In the UK to protect business from bogus operators the UK government formed a body corporate known as the Security Industry Authority. Its role is to manage the licensing of the private security industry as set out in the Private Security Act 200 . 

A PAS is a professional security code of practice. In the UK Close Protection is a civilian qualification. Even a trained military close protection officer leaving the military has to do a fast track SIA course in order to work in the UK. As for it being a sensitive topic. I explained in the first a brief post what I had to offer, a Pas

The PAS is over a hundred pages long it covers briefly the skills that incorporate the latest close protection skills, mainly operational planning. I would have been more then happy to have mailed it to someone who was in the CP role. 

I was under the impression that I was on a professional forum that would have appreciated an exchange of information. This is from some of the post I received in return? 

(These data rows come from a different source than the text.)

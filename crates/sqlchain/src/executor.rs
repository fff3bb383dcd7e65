//! The execution boundary.
//!
//! The builder only renders SQL and values. Running them is delegated to an
//! [`Executor`], so connection handling, transactions, cancellation and
//! timeouts all live on the other side of this trait.

use crate::error::Result;
use crate::value::{Row, Value};
use std::borrow::Cow;
use tracing::Level;

/// Something that can run rendered SQL.
pub trait Executor: Send + Sync {
    /// Run a query and return all rows.
    fn fetch(
        &self,
        sql: &str,
        values: &[Value],
    ) -> impl std::future::Future<Output = Result<Vec<Row>>> + Send;

    /// Run a statement and return the affected row count.
    fn execute(
        &self,
        sql: &str,
        values: &[Value],
    ) -> impl std::future::Future<Output = Result<u64>> + Send;
}

/// Cut `sql` to at most `max` bytes on a char boundary, marking the cut.
pub fn truncate_sql(sql: &str, max: usize) -> Cow<'_, str> {
    if sql.len() <= max {
        return Cow::Borrowed(sql);
    }
    let mut end = max;
    while end > 0 && !sql.is_char_boundary(end) {
        end -= 1;
    }
    Cow::Owned(format!("{}...", &sql[..end]))
}

/// An [`Executor`] wrapper that emits every statement as a `tracing` event
/// on the `sqlchain.sql` target before running it.
#[derive(Debug, Clone)]
pub struct TracingExecutor<E> {
    inner: E,
    /// Tracing event level to emit at.
    pub level: Level,
    /// Truncate long SQL strings (in bytes). `None` means no truncation.
    pub max_sql_length: Option<usize>,
}

impl<E: Executor> TracingExecutor<E> {
    pub fn new(inner: E) -> Self {
        Self {
            inner,
            level: Level::DEBUG,
            max_sql_length: Some(200),
        }
    }

    /// Override the tracing event level.
    pub fn level(mut self, level: Level) -> Self {
        self.level = level;
        self
    }

    /// Set maximum SQL length to display.
    pub fn max_sql_length(mut self, len: usize) -> Self {
        self.max_sql_length = Some(len);
        self
    }

    /// Disable SQL truncation.
    pub fn no_truncate(mut self) -> Self {
        self.max_sql_length = None;
        self
    }

    pub fn inner(&self) -> &E {
        &self.inner
    }

    fn emit(&self, op: &'static str, sql: &str, param_count: usize) {
        macro_rules! emit_at_level {
            ($level:expr, $($field:tt)*) => {
                match $level {
                    Level::ERROR => tracing::error!($($field)*),
                    Level::WARN => tracing::warn!($($field)*),
                    Level::INFO => tracing::info!($($field)*),
                    Level::DEBUG => tracing::debug!($($field)*),
                    Level::TRACE => tracing::trace!($($field)*),
                }
            };
        }

        let sql = match self.max_sql_length {
            Some(max) => truncate_sql(sql, max),
            None => Cow::Borrowed(sql),
        };
        emit_at_level!(
            self.level,
            target: "sqlchain.sql",
            op,
            param_count,
            sql = %sql,
        );
    }
}

impl<E: Executor> Executor for TracingExecutor<E> {
    async fn fetch(&self, sql: &str, values: &[Value]) -> Result<Vec<Row>> {
        self.emit("fetch", sql, values.len());
        self.inner.fetch(sql, values).await
    }

    async fn execute(&self, sql: &str, values: &[Value]) -> Result<u64> {
        self.emit("execute", sql, values.len());
        self.inner.execute(sql, values).await
    }
}
use super::Clause;
use crate::arg::Arg;
use crate::chain::Link;
use crate::error::QueryBuilderError;

/// Root of every chain. Contributes nothing.
#[derive(Debug, Clone, Copy, Default)]
pub struct Database;

impl Clause for Database {
    fn method(&self) -> &'static str {
        "database"
    }

    fn resolve_args(&self, _link: &mut Link<'_>, _args: &[Arg]) -> Result<(), QueryBuilderError> {
        Ok(())
    }
}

business for his "company".
proper grammar and punctuation
certified classroom/trg area trained wannabee.
I need a rest reading anymore of this stuff.   
more TI on Ops than you' have been no where.
easy to claim to be a professional

The reason I made the offer is I always believed that any exchange of information will save lives, it seemed nobody replied in any civil form nobody evaluated the PAS or even read it. 

I think we all now agree its time to call it a day.

 Please except any apologies for the provocation I might have caused.


----------



## Owner (4 Feb 2009)

the 48th regulator said:
			
		

> My only questions is the following,
> 
> What Colour is the BoatHouse at Hereford.  No one has been able to get that for me, and it is drivingme nuts.
> 
> ...



There isn't one.


----------



## the 48th regulator (4 Feb 2009)

Owner said:
			
		

> There isn't one.



Dang,

You saw me placing the coffee cup....

dileas

tess


----------



## Poppa (5 Feb 2009)

Infidel-6 said:
			
		

> trained Military Police (which I like to consider an oxymoron   ;D)



Ah man...I'm sitting right here...c'mon!


----------



## 1feral1 (5 Feb 2009)

Owner, 

Mick was absolutly right in everything he said. I thought you might learn from his post, and instead we get a blast of shyte.

Presentation, presentation, presentation. You only get one chance at a first impression.

We are not AHs here, in fact we can be a lot of fun. You come into our house rather abruptly, without an introduction, and immediatly begin to spout off a bunch of 'techo' knowledge, which almost apprears to be several cut and paste jobs form who knows what/where. Terms I have never heard of have been used, and your overall approach sucked.

Then you have this reaction of your response to Mick (whose reply to you was open, honest and fair), which as far as I am concerned was a rather predictable response unbecoming of who you say you are.

I don't think you'll be back. Sad, but the outcome could have been 360 degrees different, and your ideas/input welcomed if put forward with a different manner.

Don't blame us for your own shortcomings on how you conducted yourself in our house.

Cheers and g'day from the tropics, 

OWDU


----------



## KevinB (5 Feb 2009)

I'm SIA certified, however I tend to feel that certification only does justice to those working in Europe, on EP details.  The thread is about Mil CP teams which is more HR PSD than EP.  Granted there is some cross over the majority of the grunt work does not.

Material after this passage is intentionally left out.